HP Unveils WebOS 2.0 with Palm Pre 2.0

No real surprise here, but HP has officially announced both WebOS 2.0 and the Palm Pre 2.0. Since HP’s acquisition of Palm, there’s really been no doubt that HP was going to get back into the handheld business and of course HP has made no secret that it is banking quite a bit on WebOS.

The 2nd version of the handset will debut in France this Friday and will be coming to the US in the now familiar time line of “in a few months.” I’m seeing some rumblings around the web that the changes in the physical handset might not be enough to hang a version 2 moniker on it, but we’ll have to see how that plays out.

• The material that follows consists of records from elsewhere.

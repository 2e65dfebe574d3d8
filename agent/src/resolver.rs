//! Library registry and symbol cache.
//!
//! Maintains the set of shared objects opened for hooking and lazily caches
//! resolved symbols. All lookups go through the dynamic linker; the registry
//! only adds canonical-path bookkeeping and caching on top. Mutation happens
//! under the coordinator lock.

use std::collections::HashMap;
use std::ffi::{CStr, CString};

use log::{debug, info, warn};

use crate::elf::{self, ElfClass};
use crate::error::{EngineError, Result};

/// One cached resolution.
#[derive(Debug, Clone, PartialEq, Eq)]
pub struct SymbolRecord {
    pub name: String,
    pub address: usize,
    /// Owning library path; empty when only the global lookup saw it.
    pub library: String,
    pub is_function: bool,
}

struct LoadedLibrary {
    path: String,
    handle: *mut libc::c_void,
    class: Option<ElfClass>,
    /// name -> address; the registry key plus this name form the effective
    /// `path::symbol` cache key.
    symbols: HashMap<String, usize>,
}

/// Registry of opened libraries, iterated in registration order.
pub struct LibraryRegistry {
    libraries: Vec<LoadedLibrary>,
    /// Bare-name cache for global lookups.
    global: HashMap<String, SymbolRecord>,
}

// Handles are process-global dlopen results; any thread may use them.
unsafe impl Send for LibraryRegistry {}

impl Default for LibraryRegistry {
    fn default() -> Self {
        Self::new()
    }
}

impl LibraryRegistry {
    pub fn new() -> Self {
        Self {
            libraries: Vec::new(),
            global: HashMap::new(),
        }
    }

    fn find(&self, path: &str) -> Option<usize> {
        self.libraries.iter().position(|l| l.path == path)
    }

    /// Open a shared library with lazy binding and local scope, and register
    /// it under `path`. Re-opening a registered path is a no-op.
    pub fn open(&mut self, path: &str) -> Result<()> {
        if self.find(path).is_some() {
            debug!("library already registered: {path}");
            return Ok(());
        }

        // Verify the image when the path names a readable file; bare sonames
        // are left to the linker's search path.
        let class = match std::fs::File::open(path) {
            Ok(_) => Some(elf::verify(path)?),
            Err(_) => None,
        };

        let c_path = CString::new(path).map_err(|_| EngineError::LibraryOpen {
            path: path.to_string(),
            reason: "path contains NUL".to_string(),
        })?;

        let handle = unsafe { libc::dlopen(c_path.as_ptr(), libc::RTLD_LAZY | libc::RTLD_LOCAL) };
        if handle.is_null() {
            return Err(EngineError::LibraryOpen {
                path: path.to_string(),
                reason: dlerror_string(),
            });
        }

        info!("library registered: {path} (class {class:?})");
        self.libraries.push(LoadedLibrary {
            path: path.to_string(),
            handle,
            class,
            symbols: HashMap::new(),
        });
        Ok(())
    }

    /// Close and unregister `path`.
    pub fn close(&mut self, path: &str) -> Result<()> {
        let idx = self
            .find(path)
            .ok_or_else(|| EngineError::LibraryNotLoaded(path.to_string()))?;
        let lib = self.libraries.remove(idx);
        unsafe { libc::dlclose(lib.handle) };
        debug!("library closed: {path}");
        Ok(())
    }

    /// Library-scoped lookup: per-library cache first, then the linker.
    pub fn resolve(&mut self, path: &str, name: &str) -> Option<usize> {
        let idx = self.find(path)?;
        let lib = &mut self.libraries[idx];

        if let Some(&addr) = lib.symbols.get(name) {
            return Some(addr);
        }

        let addr = dlsym_in(lib.handle, name)?;
        lib.symbols.insert(name.to_string(), addr);
        debug!("resolved {path}::{name} at {addr:#x}");
        Some(addr)
    }

    /// Global lookup: bare-name cache, then each registered library in
    /// registration order, then the linker's default search.
    pub fn resolve_any(&mut self, name: &str) -> Option<usize> {
        if let Some(record) = self.global.get(name) {
            return Some(record.address);
        }

        for i in 0..self.libraries.len() {
            let path = self.libraries[i].path.clone();
            if let Some(addr) = self.resolve(&path, name) {
                self.global.insert(
                    name.to_string(),
                    SymbolRecord {
                        name: name.to_string(),
                        address: addr,
                        library: path,
                        is_function: true,
                    },
                );
                return Some(addr);
            }
        }

        let addr = dlsym_default(name)?;
        let library = library_of(addr).unwrap_or_default();
        debug!("resolved {name} at {addr:#x} via default scope ({library})");
        self.global.insert(
            name.to_string(),
            SymbolRecord {
                name: name.to_string(),
                address: addr,
                library,
                is_function: true,
            },
        );
        Some(addr)
    }

    /// Cached record for a globally resolved symbol, if any.
    pub fn symbol_info(&self, name: &str) -> Option<&SymbolRecord> {
        self.global.get(name)
    }

    /// Seed the global cache with a known address, bypassing the linker.
    pub fn register_symbol(&mut self, record: SymbolRecord) {
        self.global.insert(record.name.clone(), record);
    }

    pub fn list_loaded(&self) -> Vec<String> {
        self.libraries.iter().map(|l| l.path.clone()).collect()
    }

    pub fn class_of(&self, path: &str) -> Option<ElfClass> {
        self.find(path).and_then(|i| self.libraries[i].class)
    }

    /// Harvest shared-library paths from `/proc/self/maps` and open each.
    /// Returns how many new libraries were registered.
    pub fn scan_process_maps(&mut self) -> Result<usize> {
        let maps = std::fs::read_to_string("/proc/self/maps").map_err(|e| {
            EngineError::LibraryOpen {
                path: "/proc/self/maps".to_string(),
                reason: e.to_string(),
            }
        })?;

        let mut paths: Vec<&str> = maps
            .lines()
            .filter_map(|line| line.split_whitespace().nth(5))
            .filter(|p| p.starts_with('/') && p.contains(".so"))
            .collect();
        paths.sort_unstable();
        paths.dedup();

        let mut opened = 0;
        for path in paths {
            if self.find(path).is_some() {
                continue;
            }
            match self.open(path) {
                Ok(()) => opened += 1,
                Err(e) => warn!("skipping {path}: {e}"),
            }
        }
        info!("maps scan registered {opened} libraries");
        Ok(opened)
    }

    /// Reverse lookup through the linker: the symbol and library covering
    /// `address`.
    pub fn name_of(&self, address: usize) -> Option<(String, String)> {
        unsafe {
            let mut info: libc::Dl_info = core::mem::zeroed();
            if libc::dladdr(address as *const libc::c_void, &mut info) == 0 {
                return None;
            }
            if info.dli_sname.is_null() || info.dli_fname.is_null() {
                return None;
            }
            let symbol = CStr::from_ptr(info.dli_sname).to_string_lossy().into_owned();
            let library = CStr::from_ptr(info.dli_fname).to_string_lossy().into_owned();
            Some((symbol, library))
        }
    }

    /// Drop every cached resolution. Registered libraries stay open.
    pub fn clear_cache(&mut self) {
        self.global.clear();
        for lib in &mut self.libraries {
            lib.symbols.clear();
        }
        debug!("symbol cache cleared");
    }

    /// Close every registered library.
    pub fn unload_all(&mut self) {
        for lib in self.libraries.drain(..).rev() {
            unsafe { libc::dlclose(lib.handle) };
        }
        self.global.clear();
    }
}

fn dlerror_string() -> String {
    unsafe {
        let err = libc::dlerror();
        if err.is_null() {
            "unknown dlopen failure".to_string()
        } else {
            CStr::from_ptr(err).to_string_lossy().into_owned()
        }
    }
}

fn dlsym_in(handle: *mut libc::c_void, name: &str) -> Option<usize> {
    let c_name = CString::new(name).ok()?;
    let addr = unsafe { libc::dlsym(handle, c_name.as_ptr()) };
    (!addr.is_null()).then_some(addr as usize)
}

fn dlsym_default(name: &str) -> Option<usize> {
    let c_name = CString::new(name).ok()?;
    let addr = unsafe { libc::dlsym(libc::RTLD_DEFAULT, c_name.as_ptr()) };
    (!addr.is_null()).then_some(addr as usize)
}

fn library_of(address: usize) -> Option<String> {
    unsafe {
        let mut info: libc::Dl_info = core::mem::zeroed();
        if libc::dladdr(address as *const libc::c_void, &mut info) == 0 || info.dli_fname.is_null()
        {
            return None;
        }
        Some(CStr::from_ptr(info.dli_fname).to_string_lossy().into_owned())
    }
}

#[cfg(test)]
mod tests {
    use super::*;

    /// Path of the loaded C library, from the process's own map.
    fn libc_path() -> Option<String> {
        let maps = std::fs::read_to_string("/proc/self/maps").ok()?;
        maps.lines()
            .filter_map(|line| line.split_whitespace().nth(5))
            .find(|p| p.starts_with('/') && p.contains("libc.so"))
            .map(|p| p.to_string())
    }

    #[test]
    fn resolve_any_falls_back_to_default_scope() {
        let mut reg = LibraryRegistry::new();
        let addr = reg.resolve_any("malloc").expect("malloc resolves");
        assert_ne!(addr, 0);

        let record = reg.symbol_info("malloc").expect("cached after lookup");
        assert_eq!(record.address, addr);
        assert!(record.is_function);
    }

    #[test]
    fn resolve_is_cache_coherent_until_cleared() {
        let mut reg = LibraryRegistry::new();
        let first = reg.resolve_any("free").expect("free resolves");
        let second = reg.resolve_any("free").expect("free resolves again");
        assert_eq!(first, second);

        reg.clear_cache();
        assert!(reg.symbol_info("free").is_none());
        let third = reg.resolve_any("free").expect("free after clear");
        assert_eq!(first, third);
    }

    #[test]
    fn open_resolve_close_against_loaded_libc() {
        let Some(path) = libc_path() else {
            eprintln!("no libc path in maps, skipping");
            return;
        };

        let mut reg = LibraryRegistry::new();
        reg.open(&path).expect("open libc");
        // Re-open is a no-op, not a duplicate.
        reg.open(&path).expect("reopen");
        assert_eq!(reg.list_loaded(), vec![path.clone()]);

        #[cfg(target_pointer_width = "64")]
        assert_eq!(reg.class_of(&path), Some(crate::elf::ElfClass::Elf64));

        let addr = reg.resolve(&path, "malloc").expect("scoped resolve");
        assert_eq!(reg.resolve(&path, "malloc"), Some(addr), "cache hit");

        // Library-scoped resolution should short-circuit resolve_any too.
        assert_eq!(reg.resolve_any("malloc"), Some(addr));

        reg.close(&path).expect("close");
        assert!(reg.list_loaded().is_empty());
        assert!(matches!(
            reg.close(&path),
            Err(EngineError::LibraryNotLoaded(_))
        ));
    }

    #[test]
    fn resolve_missing_symbol_returns_none() {
        let mut reg = LibraryRegistry::new();
        assert_eq!(reg.resolve_any("vspace_definitely_not_a_symbol_xyz"), None);
        assert_eq!(reg.resolve("not-registered.so", "malloc"), None);
    }

    #[test]
    fn open_rejects_non_elf_file() {
        let path = "/tmp/vspace_resolver_not_elf";
        std::fs::write(path, b"#!/bin/sh\necho hi\n").expect("write");
        let mut reg = LibraryRegistry::new();
        let err = reg.open(path).expect_err("must reject");
        std::fs::remove_file(path).ok();
        assert!(matches!(err, EngineError::BadElf { .. }));
    }

    #[test]
    fn open_reports_linker_error_for_missing_library() {
        let mut reg = LibraryRegistry::new();
        let err = reg
            .open("/tmp/vspace_no_such_lib.so.9")
            .expect_err("must fail");
        match err {
            EngineError::LibraryOpen { path, .. } => {
                assert_eq!(path, "/tmp/vspace_no_such_lib.so.9")
            }
            other => panic!("unexpected error: {other}"),
        }
    }

    #[test]
    fn scan_process_maps_registers_loaded_objects() {
        let mut reg = LibraryRegistry::new();
        reg.scan_process_maps().expect("scan");
        let loaded = reg.list_loaded();
        assert!(
            loaded.iter().any(|p| p.contains(".so")),
            "expected shared objects from maps, got {loaded:?}"
        );
        // Second scan finds nothing new.
        assert_eq!(reg.scan_process_maps().expect("rescan"), 0);
        reg.unload_all();
    }

    #[test]
    fn name_of_round_trips_a_linker_symbol() {
        let mut reg = LibraryRegistry::new();
        let addr = reg.resolve_any("malloc").expect("malloc");
        let Some((symbol, library)) = reg.name_of(addr) else {
            eprintln!("dladdr returned no symbol, skipping");
            return;
        };
        assert_eq!(symbol, "malloc");
        assert!(!library.is_empty());
    }

    #[test]
    fn registered_symbol_bypasses_linker() {
        let mut reg = LibraryRegistry::new();
        reg.register_symbol(SymbolRecord {
            name: "vspace_fake_entry".to_string(),
            address: 0x1234_5678,
            library: String::new(),
            is_function: true,
        });
        assert_eq!(reg.resolve_any("vspace_fake_entry"), Some(0x1234_5678));
    }
}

WebOS 2.0 is eagerly awaited and promises some new features that include a new UI (Stacks)  that will make multi-tasking easier, and Exhibition, which will allow developers to create Apps that run while the the device is docked on the Touchstone charging device. JustType has been improved to supposedly allow you to just begin typing, regardless of your task, and then take you to whatever functionality you need. Yeah, there’s also support for Adobe 10.1 (beta) built in. Some other features include the use of Skype Mobile for Verizon customers, QuickOffice built in out of the box, although it is just a viewer and doesn’t allow editing, and 2.0 version of the Facebook App.

I’m sure we’ll start to hear more soon about WebOS 2.0 and the new Pre, but my interest is more about how WebOS 2.0 might be working with Tablets. How about yours?

  

Comments

  1. Steven says

    I’m interested to know if it will feature the mobile wifi hotspot that the Palm Pre Plus offered.

  2. Yogh says

    I’m definitely interested to see updates to webOS because it shows they’re working on it which bodes well for the Hurricane (my favourite of the names). However, I think it’s important to look at it in regards to the phones as well. My wife recently moved to a smartphone simply to combine her Zune (large capacity mp3 player with better UI than the iPod Classic), iPod Touch (free 8GB version used for apps), and phone. In the end she chose an iPhone because the ease of the shared ecosystem with her iPad outweighed a number of cons. Apple and RIM understand this synergy between smartphone and slate* and I think it will be important for webOS too as we enter the age of tablets. I don’t see Android devices capitalising on this synergy in the same way, though I’m eager to be convinced otherwise (and I haven’t really looked at the Samsung offerings). Possibly it’s a side effect of an integrated ecosystem as opposed to just having the same OS and therefore would give some more value to Jobs’ comments about integrated versus fragmented.

    * This only applies to slate gadgets, not slates/tablets with full OSes.

  3. Yogh says

    I’m definitely interested to see updates to webOS because it shows they’re working on it which bodes well for the Hurricane (my favourite of the names). However, I think it’s important to look at it in regards to the phones as well. My wife recently moved to a smartphone simply to combine her Zune (large capacity mp3 player with better UI than the iPod Classic), iPod Touch (free 8GB version used for apps), and phone. In the end she chose an iPhone because the ease of the shared ecosystem with her iPad outweighed a number of cons. Apple and RIM understand this synergy between smartphone and slate* and I think it will be important for webOS too as we enter the age of tablets. I don’t see Android devices capitalising on this synergy in the same way, though I’m eager to be convinced otherwise (and I haven’t really looked at the Samsung offerings). Possibly it’s a side effect of an integrated ecosystem as opposed to just having the same OS and therefore would give some more value to Jobs’ comments about integrated versus fragmented.

    * This only applies to slate gadgets, not slates/tablets with full OSes.

  4. Yogh says

    I’m definitely interested to see updates to webOS because it shows they’re working on it which bodes well for the Hurricane (my favourite of the names). However, I think it’s important to look at it in regards to the phones as well. My wife recently moved to a smartphone simply to combine her Zune (large capacity mp3 player with better UI than the iPod Classic), iPod Touch (free 8GB version used for apps), and phone. In the end she chose an iPhone because the ease of the shared ecosystem with her iPad outweighed a number of cons. Apple and RIM understand this synergy between smartphone and slate* and I think it will be important for webOS too as we enter the age of tablets. I don’t see Android devices capitalising on this synergy in the same way, though I’m eager to be convinced otherwise (and I haven’t really looked at the Samsung offerings). Possibly it’s a side effect of an integrated ecosystem as opposed to just having the same OS and therefore would give some more value to Jobs’ comments about integrated versus fragmented.

    * This only applies to slate gadgets, not slates/tablets with full OSes.